2) Blood diamonds are sad. Blame it on Leonardo DiCaprio, but the whole diamond engagement ring thing makes me a little crazy. I’ll save you my research on the diamond industry, how it inflates prices and enslaves and kills Africans. However, I will let you know that there are high quality man-made diamonds (I’m not talkin cubic zirconia) that are beautiful, conflict-free, and SIGNIFICANTLY less expensive than traditional diamonds. I’m not saying I want a cheap/fake/or otherwise crappy looking engagement ring, rather I’m giving you the freedom to express your love in a more humane and cost effective way. If that’s not quite your style, feel free to get creative! How about a white sapphire, pearl, or opal as a center “stone”. All beautiful, humane, and a smart use of funds.

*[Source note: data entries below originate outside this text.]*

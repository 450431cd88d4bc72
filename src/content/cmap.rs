//! ToUnicode CMap parsing.
//!
//! Only the `bfchar` and `bfrange` sections are read. Destination strings
//! are UTF-16BE, so ligatures and surrogate pairs come out right.

use regex::Regex;
use std::collections::HashMap;

/// Upper bound on the number of codes one `bfrange` line may expand to.
const MAX_RANGE: u32 = 0xFFFF;

/// Mapping from character codes to Unicode text.
#[derive(Debug, Clone, Default, PartialEq)]
pub struct ToUnicode {
    map: HashMap<u32, String>,
    code_bytes: usize,
}

impl ToUnicode {
    /// Parse a decoded ToUnicode stream.
    ///
    /// ```
    /// use pdf_engine::content::ToUnicode;
    ///
    /// let cmap = ToUnicode::parse(b"beginbfchar\n<01> <0041>\nendbfchar");
    /// assert_eq!(cmap.get(0x01), Some("A"));
    /// ```
    pub fn parse(data: &[u8]) -> Self {
        lazy_static::lazy_static! {
            static ref CODESPACE: Regex =
                Regex::new(r"begincodespacerange\s*<([0-9A-Fa-f]+)>").unwrap();
            static ref BFCHAR: Regex =
                Regex::new(r"<([0-9A-Fa-f]+)>\s*<([0-9A-Fa-f]*)>").unwrap();
            static ref BFRANGE_SEQ: Regex =
                Regex::new(r"<([0-9A-Fa-f]+)>\s*<([0-9A-Fa-f]+)>\s*<([0-9A-Fa-f]+)>").unwrap();
            static ref BFRANGE_ARRAY: Regex =
                Regex::new(r"<([0-9A-Fa-f]+)>\s*<([0-9A-Fa-f]+)>\s*\[([^\]]*)\]").unwrap();
            static ref HEX: Regex = Regex::new(r"<([0-9A-Fa-f]*)>").unwrap();
        }

        let content = String::from_utf8_lossy(data);
        let mut map = HashMap::new();
        let mut code_bytes = CODESPACE
            .captures(&content)
            .map(|c| c[1].len().div_ceil(2))
            .unwrap_or(0);

        for section in sections(&content, "beginbfchar", "endbfchar") {
            for caps in BFCHAR.captures_iter(section) {
                let Ok(src) = u32::from_str_radix(&caps[1], 16) else {
                    continue;
                };
                code_bytes = code_bytes.max(caps[1].len().div_ceil(2));
                if let Some(dst) = utf16_hex(&caps[2]) {
                    map.insert(src, dst);
                }
            }
        }

        for section in sections(&content, "beginbfrange", "endbfrange") {
            for line in section.lines() {
                if let Some(caps) = BFRANGE_ARRAY.captures(line) {
                    let (Ok(lo), Ok(hi)) = (
                        u32::from_str_radix(&caps[1], 16),
                        u32::from_str_radix(&caps[2], 16),
                    ) else {
                        continue;
                    };
                    code_bytes = code_bytes.max(caps[1].len().div_ceil(2));
                    for (code, dst) in (lo..=hi).zip(HEX.captures_iter(&caps[3])) {
                        if let Some(text) = utf16_hex(&dst[1]) {
                            map.insert(code, text);
                        }
                    }
                } else if let Some(caps) = BFRANGE_SEQ.captures(line) {
                    let (Ok(lo), Ok(hi)) = (
                        u32::from_str_radix(&caps[1], 16),
                        u32::from_str_radix(&caps[2], 16),
                    ) else {
                        continue;
                    };
                    if hi < lo || hi - lo > MAX_RANGE {
                        log::warn!("Ignoring bfrange <{:X}> <{:X}>", lo, hi);
                        continue;
                    }
                    code_bytes = code_bytes.max(caps[1].len().div_ceil(2));
                    let Some(base) = utf16_units(&caps[3]) else {
                        continue;
                    };
                    for offset in 0..=(hi - lo) {
                        // the last UTF-16 unit is incremented across the range
                        let mut units = base.clone();
                        if let Some(last) = units.last_mut() {
                            *last = last.wrapping_add(offset as u16);
                        }
                        map.insert(lo + offset, String::from_utf16_lossy(&units));
                    }
                }
            }
        }

        log::trace!("ToUnicode CMap with {} entries", map.len());
        Self {
            map,
            code_bytes: code_bytes.clamp(1, 4),
        }
    }

    /// Text for one code.
    pub fn get(&self, code: u32) -> Option<&str> {
        self.map.get(&code).map(|s| s.as_str())
    }

    /// Width in bytes of the source codes.
    pub fn code_bytes(&self) -> usize {
        self.code_bytes
    }

    /// Number of mapped codes.
    pub fn len(&self) -> usize {
        self.map.len()
    }

    /// True when nothing is mapped.
    pub fn is_empty(&self) -> bool {
        self.map.is_empty()
    }
}

fn sections<'a>(content: &'a str, begin: &str, end: &str) -> Vec<&'a str> {
    let mut out = Vec::new();
    let mut rest = content;
    while let Some(start) = rest.find(begin) {
        let after = &rest[start + begin.len()..];
        let Some(stop) = after.find(end) else {
            break;
        };
        out.push(&after[..stop]);
        rest = &after[stop + end.len()..];
    }
    out
}

fn utf16_units(hex: &str) -> Option<Vec<u16>> {
    if hex.is_empty() {
        return None;
    }
    let padded = if hex.len() % 4 == 0 {
        hex.to_string()
    } else {
        format!("{:0>width$}", hex, width = hex.len().div_ceil(4) * 4)
    };
    (0..padded.len())
        .step_by(4)
        .map(|i| u16::from_str_radix(&padded[i..i + 4], 16).ok())
        .collect()
}

fn utf16_hex(hex: &str) -> Option<String> {
    utf16_units(hex).map(|units| String::from_utf16_lossy(&units))
}

#[cfg(test)]
mod tests {
    use super::*;

    const SAMPLE: &[u8] = b"/CIDInit /ProcSet findresource begin
begincmap
1 begincodespacerange
<0000> <FFFF>
endcodespacerange
2 beginbfchar
<0003> <0020>
<0010> <00660069>
endbfchar
2 beginbfrange
<0024> <0026> <0041>
<0030> <0031> [<0078> <D835DF0C>]
endbfrange
endcmap";

    #[test]
    fn test_bfchar_and_ligature() {
        let cmap = ToUnicode::parse(SAMPLE);
        assert_eq!(cmap.get(0x03), Some(" "));
        assert_eq!(cmap.get(0x10), Some("fi"));
        assert_eq!(cmap.code_bytes(), 2);
    }

    #[test]
    fn test_bfrange_sequential() {
        let cmap = ToUnicode::parse(SAMPLE);
        assert_eq!(cmap.get(0x24), Some("A"));
        assert_eq!(cmap.get(0x26), Some("C"));
        assert_eq!(cmap.get(0x27), None);
    }

    #[test]
    fn test_bfrange_array_with_surrogates() {
        let cmap = ToUnicode::parse(SAMPLE);
        assert_eq!(cmap.get(0x30), Some("x"));
        assert_eq!(cmap.get(0x31), Some("\u{1D70C}"));
        assert_eq!(cmap.len(), 7);
    }

    #[test]
    fn test_single_byte_codes() {
        let cmap = ToUnicode::parse(b"beginbfchar <41> <0042> endbfchar");
        assert_eq!(cmap.code_bytes(), 1);
        assert_eq!(cmap.get(0x41), Some("B"));
    }

    #[test]
    fn test_empty_input() {
        let cmap = ToUnicode::parse(b"");
        assert!(cmap.is_empty());
        assert_eq!(cmap.code_bytes(), 1);
    }
}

3) A few thoughts on cards. You may be noticing a theme at this point that I’m not a fan of companies taking advantage of couples high on love and not thinking rationally. Cards are nice, but if you do indulge please don’t go for the pre-written, mushy sentimental stuff. If you find me so inspiring that you come up with your own love-inspired poetry or winsome thoughts you would like to share, that will be greatly appreciated. Just please don’t cop-out and think that a corny, four line, cookie cutter greeting gets you off the romance hook.

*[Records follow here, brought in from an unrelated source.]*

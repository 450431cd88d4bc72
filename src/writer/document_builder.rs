//! High-level document builder with fluent API.
//!
//! Builds a [`Document`] page by page with text set in Helvetica. Used for
//! new documents and for fixtures.
//!
//! ```
//! use pdf_engine::writer::{DocumentBuilder, DocumentMetadata, PageSize};
//!
//! let mut builder = DocumentBuilder::new().metadata(DocumentMetadata::new().title("Notes"));
//! builder.page(PageSize::Letter).at(72.0, 720.0).text("Hello").done();
//! let doc = builder.build_document().unwrap();
//! assert_eq!(pdf_engine::page_tree::page_count(&doc).unwrap(), 1);
//! ```

use super::pdf_writer::{serialize, SerializeOptions};
use crate::content::ContentStreamBuilder;
use crate::document::Document;
use crate::error::Result;
use crate::object::{Dict, Object};
use crate::page_tree;
use std::path::Path;

/// Resource name of the builder's font.
const FONT_RESOURCE: &str = "F1";

/// Metadata for a PDF document.
#[derive(Debug, Clone, Default)]
pub struct DocumentMetadata {
    /// Document title
    pub title: Option<String>,
    /// Document author
    pub author: Option<String>,
    /// Document subject
    pub subject: Option<String>,
    /// Document keywords
    pub keywords: Option<String>,
    /// Creator application
    pub creator: Option<String>,
}

impl DocumentMetadata {
    /// Create new empty metadata.
    pub fn new() -> Self {
        Self::default()
    }

    /// Set document title.
    pub fn title(mut self, title: impl Into<String>) -> Self {
        self.title = Some(title.into());
        self
    }

    /// Set document author.
    pub fn author(mut self, author: impl Into<String>) -> Self {
        self.author = Some(author.into());
        self
    }

    /// Set document subject.
    pub fn subject(mut self, subject: impl Into<String>) -> Self {
        self.subject = Some(subject.into());
        self
    }

    /// Set document keywords.
    pub fn keywords(mut self, keywords: impl Into<String>) -> Self {
        self.keywords = Some(keywords.into());
        self
    }

    /// Set creator application.
    pub fn creator(mut self, creator: impl Into<String>) -> Self {
        self.creator = Some(creator.into());
        self
    }

    fn entries(&self) -> impl Iterator<Item = (&'static str, &String)> {
        [
            ("Title", &self.title),
            ("Author", &self.author),
            ("Subject", &self.subject),
            ("Keywords", &self.keywords),
            ("Creator", &self.creator),
        ]
        .into_iter()
        .filter_map(|(key, value)| value.as_ref().map(|v| (key, v)))
    }
}

/// Standard page sizes.
#[derive(Debug, Clone, Copy, PartialEq)]
pub enum PageSize {
    /// US Letter (8.5" x 11")
    Letter,
    /// A4 (210mm x 297mm)
    A4,
    /// Legal (8.5" x 14")
    Legal,
    /// A3 (297mm x 420mm)
    A3,
    /// Custom dimensions in points
    Custom(f64, f64),
}

impl PageSize {
    /// Get dimensions in points (1 inch = 72 points).
    pub fn dimensions(&self) -> (f64, f64) {
        match self {
            PageSize::Letter => (612.0, 792.0),
            PageSize::A4 => (595.0, 842.0),
            PageSize::Legal => (612.0, 1008.0),
            PageSize::A3 => (842.0, 1190.0),
            PageSize::Custom(w, h) => (*w, *h),
        }
    }
}

struct TextRun {
    x: f64,
    y: f64,
    size: f64,
    text: String,
}

struct PageData {
    width: f64,
    height: f64,
    runs: Vec<TextRun>,
}

/// Page builder for adding content to a page with fluent API.
pub struct FluentPageBuilder<'a> {
    builder: &'a mut DocumentBuilder,
    page_index: usize,
    cursor_x: f64,
    cursor_y: f64,
    font_size: f64,
    line_height: f64,
}

impl<'a> FluentPageBuilder<'a> {
    /// Font size for subsequent text.
    pub fn font_size(mut self, size: f64) -> Self {
        self.font_size = size;
        self
    }

    /// Set cursor position for text placement.
    pub fn at(mut self, x: f64, y: f64) -> Self {
        self.cursor_x = x;
        self.cursor_y = y;
        self
    }

    /// Add one line of text at the cursor and move the cursor down.
    pub fn text(mut self, text: &str) -> Self {
        self.builder.pages[self.page_index].runs.push(TextRun {
            x: self.cursor_x,
            y: self.cursor_y,
            size: self.font_size,
            text: text.to_string(),
        });
        self.cursor_y -= self.font_size * self.line_height;
        self
    }

    /// Add vertical space.
    pub fn space(mut self, points: f64) -> Self {
        self.cursor_y -= points;
        self
    }

    /// Finish building this page and return to the document builder.
    pub fn done(self) -> &'a mut DocumentBuilder {
        self.builder
    }
}

/// High-level document builder with fluent API.
#[derive(Default)]
pub struct DocumentBuilder {
    metadata: DocumentMetadata,
    pages: Vec<PageData>,
}

impl DocumentBuilder {
    /// Create a new document builder.
    pub fn new() -> Self {
        Self::default()
    }

    /// Set document metadata.
    pub fn metadata(mut self, metadata: DocumentMetadata) -> Self {
        self.metadata = metadata;
        self
    }

    /// Add a page with the specified size and return a page builder.
    pub fn page(&mut self, size: PageSize) -> FluentPageBuilder<'_> {
        let (width, height) = size.dimensions();
        let page_index = self.pages.len();
        self.pages.push(PageData {
            width,
            height,
            runs: Vec::new(),
        });
        FluentPageBuilder {
            builder: self,
            page_index,
            cursor_x: 72.0,
            cursor_y: height - 72.0,
            font_size: 12.0,
            line_height: 1.2,
        }
    }

    /// Add a Letter-sized page.
    pub fn letter_page(&mut self) -> FluentPageBuilder<'_> {
        self.page(PageSize::Letter)
    }

    /// Add an A4-sized page.
    pub fn a4_page(&mut self) -> FluentPageBuilder<'_> {
        self.page(PageSize::A4)
    }

    /// Build an in-memory document.
    pub fn build_document(&self) -> Result<Document> {
        let mut doc = Document::new();
        for (key, value) in self.metadata.entries() {
            doc.set_info(key, Object::string(value.as_str()));
        }

        let font = (!self.pages.iter().all(|p| p.runs.is_empty())).then(|| {
            let mut font = Dict::new();
            font.insert("Type".to_string(), Object::name("Font"));
            font.insert("Subtype".to_string(), Object::name("Type1"));
            font.insert("BaseFont".to_string(), Object::name("Helvetica"));
            font.insert("Encoding".to_string(), Object::name("WinAnsiEncoding"));
            doc.add_object(Object::Dictionary(font))
        });

        let mut refs = Vec::with_capacity(self.pages.len());
        for page in &self.pages {
            let page_ref = page_tree::new_page(&mut doc, [0.0, 0.0, page.width, page.height]);
            if let (Some(font), false) = (font, page.runs.is_empty()) {
                let mut content = ContentStreamBuilder::new();
                for run in &page.runs {
                    content
                        .begin_text()
                        .set_font(FONT_RESOURCE, run.size)
                        .move_text(run.x, run.y)
                        .show_text(&run.text)
                        .end_text();
                }
                let data = content.build()?;
                let mut fonts = Dict::new();
                fonts.insert(FONT_RESOURCE.to_string(), Object::Reference(font));
                let mut resources = Dict::new();
                resources.insert("Font".to_string(), Object::Dictionary(fonts));

                let page_dict = doc.get_dict_mut(page_ref)?;
                page_dict.insert("Resources".to_string(), Object::Dictionary(resources));
                let contents = page_dict.get("Contents").and_then(|o| o.as_reference());
                if let Some(contents) = contents {
                    doc.put(contents, Object::stream(Dict::new(), data));
                }
            }
            refs.push(page_ref);
        }
        page_tree::append_pages(&mut doc, &refs)?;
        Ok(doc)
    }

    /// Build the PDF document and return the bytes.
    pub fn build(&self) -> Result<Vec<u8>> {
        serialize(&self.build_document()?, &SerializeOptions::default())
    }

    /// Build and save the PDF to a file.
    pub fn save(&self, path: impl AsRef<Path>) -> Result<()> {
        let bytes = self.build()?;
        std::fs::write(path, bytes)?;
        Ok(())
    }
}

4) St. Patrick’s Day is my favorite holiday, and not because I want an excuse to get drunk. I’m not sure exactly when it started, but I can now say with confidence that it is the holiday I most enjoy and as such we will need to budget in for it’s celebration.

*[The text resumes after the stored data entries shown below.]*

//! Extension hooks for the webhook pipeline.
//!
//! Hooks are plain closures, registered once at bootstrap and carried by value into the dispatcher. The engine does
//! not inspect the pre-dispatch hook's effect; the fallback hooks act as filters that may claim an event type the
//! processors have no built-in handler for, by returning an updated `handled` flag.
use std::sync::Arc;

use crate::{
    db_types::{Donation, RecurringDonation},
    interpreters::{DonationInterpreter, SubscriptionInterpreter},
};

/// Runs before the registry lookup for every inbound request, with the webhook source as argument.
pub type PreDispatchHook = Arc<dyn Fn(&str) + Send + Sync>;

/// Fallback for donation event types without a built-in handler. Receives the current `handled` flag, the resolved
/// donation and the interpreter, and returns the possibly-updated flag.
pub type DonationFallbackHook = Arc<dyn Fn(bool, &Donation, &dyn DonationInterpreter) -> bool + Send + Sync>;

/// Fallback for subscription event types without a built-in handler. Note that this one receives the recurring
/// donation, not the donation.
pub type SubscriptionFallbackHook =
    Arc<dyn Fn(bool, &RecurringDonation, &dyn SubscriptionInterpreter) -> bool + Send + Sync>;

#[derive(Default, Clone)]
pub struct WebhookHooks {
    pub before_dispatch: Option<PreDispatchHook>,
    pub on_unhandled_donation_event: Option<DonationFallbackHook>,
    pub on_unhandled_subscription_event: Option<SubscriptionFallbackHook>,
}

impl WebhookHooks {
    pub fn before_dispatch<F>(&mut self, f: F) -> &mut Self
    where F: Fn(&str) + Send + Sync + 'static {
        self.before_dispatch = Some(Arc::new(f));
        self
    }

    pub fn on_unhandled_donation_event<F>(&mut self, f: F) -> &mut Self
    where F: Fn(bool, &Donation, &dyn DonationInterpreter) -> bool + Send + Sync + 'static {
        self.on_unhandled_donation_event = Some(Arc::new(f));
        self
    }

    pub fn on_unhandled_subscription_event<F>(&mut self, f: F) -> &mut Self
    where F: Fn(bool, &RecurringDonation, &dyn SubscriptionInterpreter) -> bool + Send + Sync + 'static {
        self.on_unhandled_subscription_event = Some(Arc::new(f));
        self
    }
}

5) All insects who find their way inside our house will need to be disposed of, by you, with no questions, delays, or shenanigans (ex. squishing it then pretending to throw it at me as you walk by, etc). You will be rewarded.

Keeping these things in mind will provide you with some very helpful information I hope you will take advantage of.

Your Loving Future Wife,


Posts you might also like:

Picky eaters need not apply

Wanted: Cookie Monster


  1. I love your writing and pray indeed that your future intended is reading this this very moment ! Maybe ! Lord knows ! hugs

    1. Thanks Aunt Pat!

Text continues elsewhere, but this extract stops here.